From the records, return each line that has the word "help" in it.
DATA SHOWN: Begin
// Copyright (c) 2026 Robert L. Snyder, Sierra Vista, AZ
// Licensed under the MIT License. See LICENSE file in the project root for details.

use std::env;
use std::fs::OpenOptions;
use std::path::{Path, PathBuf};
use std::sync::Mutex;
use std::time::{Duration, Instant};

use anyhow::{anyhow, Context, Result};
use crossterm::event::Event;
use tracing::{info, warn};

use scale_trainer::audio::{AudioEngine, OutputConfig};
use scale_trainer::config::{ConfigEvent, ConfigWatcher, TrainerFile};
use scale_trainer::midi::{print_sources, MidiDeviceManager};
use scale_trainer::music::{get_scale_notes, KeySignature};
use scale_trainer::trainer::{Flow, Trainer};
use scale_trainer::ui::{App, TrainerView};

/// Config file picked up from the working directory when none is given
const DEFAULT_CONFIG: &str = "scale-trainer.yaml";

/// How often the MIDI device list is rescanned
const MIDI_REFRESH: Duration = Duration::from_secs(2);

fn print_usage() {
    println!("Scale Trainer - practice major and minor scales on a terminal keyboard");
    println!();
    println!("Usage: scale-trainer [OPTIONS]");
    println!();
    println!("Options:");
    println!("  --config <PATH>                Load settings from a YAML or TOML file");
    println!("  --key <TONIC>                  Start in this key (e.g. C, F#, Bb)");
    println!("  --scale <major|minor>          Start with this scale type");
    println!("  --midi <N|NAME>                Connect to MIDI source N, or the first matching NAME");
    println!("  --list-midi                    List available MIDI sources (inputs)");
    println!("  --scale-notes <TONIC> <SCALE>  Print the notes of a scale and exit");
    println!("  --no-audio                     Disable sound feedback");
    println!("  --help                         Show this help message");
}

/// Options that start the trainer
#[derive(Debug, Default)]
struct RunOptions {
    config: Option<PathBuf>,
    key: Option<String>,
    scale: Option<String>,
    midi: Option<MidiChoice>,
    no_audio: bool,
}

/// MIDI source picked on the command line
#[derive(Debug)]
enum MidiChoice {
    Index(usize),
    Name(String),
}

impl MidiChoice {
    fn parse(raw: &str) -> Self {
        match raw.parse() {
            Ok(index) => MidiChoice::Index(index),
            Err(_) => MidiChoice::Name(raw.to_string()),
        }
    }
}

fn value<'a>(args: &'a [String], i: usize, flag: &str) -> Result<&'a str> {
    args.get(i + 1)
        .map(String::as_str)
        .ok_or_else(|| anyhow!("{} requires a value", flag))
}

fn print_scale_notes(tonic: &str, quality: &str) -> Result<()> {
    let key = KeySignature::parse(tonic, quality)?;
    let notes = get_scale_notes(&key)?;
    let names: Vec<String> = notes.iter().map(|n| n.to_string()).collect();
    println!("{}: {}", key, names.join(" "));
    Ok(())
}

fn load_config(options: &RunOptions) -> Result<TrainerFile> {
    let mut config = match &options.config {
        Some(path) => TrainerFile::load(path)?,
        None if Path::new(DEFAULT_CONFIG).exists() => TrainerFile::load(DEFAULT_CONFIG)?,
        None => TrainerFile::default(),
    };

    if let Some(key) = &options.key {
        config.practice.key = key.clone();
    }
    if let Some(scale) = &options.scale {
        config.practice.scale = scale.clone();
    }
    config.validate()?;
    Ok(config)
}

/// Log to the configured file; the terminal belongs to the UI
fn init_logging(config: &TrainerFile) -> Result<()> {
    let Some(file) = &config.logging.file else {
        return Ok(());
    };
    let level: tracing::Level = config
        .logging
        .level
        .parse()
        .map_err(|_| anyhow!("Unknown log level '{}'", config.logging.level))?;
    let log = OpenOptions::new()
        .create(true)
        .append(true)
        .open(file)
        .with_context(|| format!("Failed to open log file: {}", file))?;

    tracing_subscriber::fmt()
        .with_writer(Mutex::new(log))
        .with_ansi(false)
        .with_max_level(level)
        .init();
    Ok(())
}

fn start_audio(config: &TrainerFile, no_audio: bool) -> AudioEngine {
    if no_audio || !config.audio.enabled {
        info!("audio disabled");
        return AudioEngine::silent();
    }
    let output = OutputConfig {
        sample_rate: config.audio.sample_rate,
        buffer_size: config.audio.buffer_size,
        ..OutputConfig::default()
    };
    AudioEngine::start(output, config.audio.volume).unwrap_or_else(|e| {
        warn!(error = %e, "audio unavailable, continuing without sound");
        AudioEngine::silent()
    })
}

fn config_path(options: &RunOptions) -> Option<PathBuf> {
    options.config.clone().or_else(|| {
        let default = PathBuf::from(DEFAULT_CONFIG);
        default.exists().then_some(default)
    })
}

fn run(options: RunOptions) -> Result<()> {
    let config = load_config(&options)?;
    init_logging(&config)?;
    info!(key = %config.practice.key, scale = %config.practice.scale, "starting");

    let audio = start_audio(&config, options.no_audio);
    let mut trainer = Trainer::new(&config, audio)?;

    let mut midi = MidiDeviceManager::new(config.midi.device.clone());
    match &options.midi {
        Some(MidiChoice::Index(index)) => midi
            .connect_index(*index)
            .with_context(|| format!("Failed to connect to MIDI source {}", index))?,
        Some(MidiChoice::Name(name)) => midi
            .connect_name(name)
            .with_context(|| format!("Failed to connect to MIDI device '{}'", name))?,
        None => {}
    }

    let watcher = match config_path(&options) {
        Some(path) => match ConfigWatcher::new(&path, None) {
            Ok(watcher) => {
                info!(path = ?watcher.watched_path(), "watching config for changes");
                Some(watcher)
            }
            Err(e) => {
                warn!(error = %e, "config hot reload disabled");
                None
            }
        },
        None => None,
    };

    let mut app = App::new().context("Failed to initialize terminal")?;
    if !app.key_release_events() {
        info!(hold_ms = config.keyboard.hold_ms, "terminal sends no key releases");
        trainer.use_hold_timeout(config.keyboard.hold_ms);
    }

    let mut last_refresh = Instant::now();

    loop {
        let midi_status = midi.status();
        app.draw(&TrainerView {
            session: &trainer.session,
            midi: &midi_status,
            ui: &trainer.ui,
            controls: &trainer.controls,
        })?;

        let now = Instant::now();
        let actions: Vec<_> = match app.poll_event()? {
            Some(Event::Key(key)) => trainer.controls.process_key(&key, now).into_iter().collect(),
            Some(Event::Mouse(mouse)) => app.handle_mouse(mouse),
            _ => Vec::new(),
        };

        for action in actions {
            match trainer.apply(action, now) {
                Flow::Continue => {}
                Flow::Quit => {
                    trainer.audio().all_notes_off();
                    info!("quit");
                    return Ok(());
                }
                Flow::NextMidiDevice => match midi.next_device() {
                    Ok(()) => {
                        let name = midi.status().device_name.unwrap_or_default();
                        trainer.ui.set_status(format!("MIDI: {}", name));
                    }
                    Err(e) => trainer.ui.set_status(format!("MIDI: {}", e)),
                },
            }
        }

        for message in midi.recv_all() {
            trainer.apply_midi(&message, now);
        }
        if now.duration_since(last_refresh) >= MIDI_REFRESH {
            midi.refresh();
            last_refresh = now;
        }

        if let Some(watcher) = &watcher {
            for event in watcher.recv_all() {
                match event {
                    ConfigEvent::Reloaded(config) => {
                        if let Err(e) = trainer.reload(&config) {
                            trainer.ui.set_status(format!("Config error: {}", e));
                        }
                    }
                    ConfigEvent::Error(e) => {
                        trainer.ui.set_status(format!("Config error: {}", e));
                    }
                }
            }
        }

        trainer.tick(now);
    }
}

fn main() -> Result<()> {
    let args: Vec<String> = env::args().collect();
    let mut options = RunOptions::default();

    let mut i = 1;
    while i < args.len() {
        match args[i].as_str() {
            "--config" => {
                options.config = Some(PathBuf::from(value(&args, i, "--config")?));
                i += 1;
            }
            "--key" => {
                options.key = Some(value(&args, i, "--key")?.to_string());
                i += 1;
            }
            "--scale" => {
                options.scale = Some(value(&args, i, "--scale")?.to_string());
                i += 1;
            }
            "--midi" => {
                options.midi = Some(MidiChoice::parse(value(&args, i, "--midi")?));
                i += 1;
            }
            "--no-audio" => options.no_audio = true,
            "--list-midi" => {
                print_sources()?;
                return Ok(());
            }
            "--scale-notes" => {
                if args.len() < i + 3 {
                    eprintln!("Error: --scale-notes requires a tonic and a scale type");
                    std::process::exit(1);
                }
                return print_scale_notes(&args[i + 1], &args[i + 2]);
            }
            "--help" | "-h" => {
                print_usage();
                return Ok(());
            }
            other => {
                eprintln!("Unknown option: {}", other);
                print_usage();
                std::process::exit(1);
            }
        }
        i += 1;
    }

    run(options)
}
DATA SHOWN: End
(WRITTEN RESPONSE):
    println!("  --help                         Show this help message");
            "--help" | "-h" => {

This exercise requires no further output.